**What you should do:** Retype the whole listing that follows so that it matches the original exactly.

**Data for processing:**
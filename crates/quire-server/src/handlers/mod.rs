//! HTTP request handlers.

pub(crate) mod docs;
pub(crate) mod health;
pub(crate) mod tokens;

**Task output:**
filename crates/quire-server/src/handlers/mod.rs
//! HTTP request handlers.

pub(crate) mod docs;
pub(crate) mod health;
pub(crate) mod tokens;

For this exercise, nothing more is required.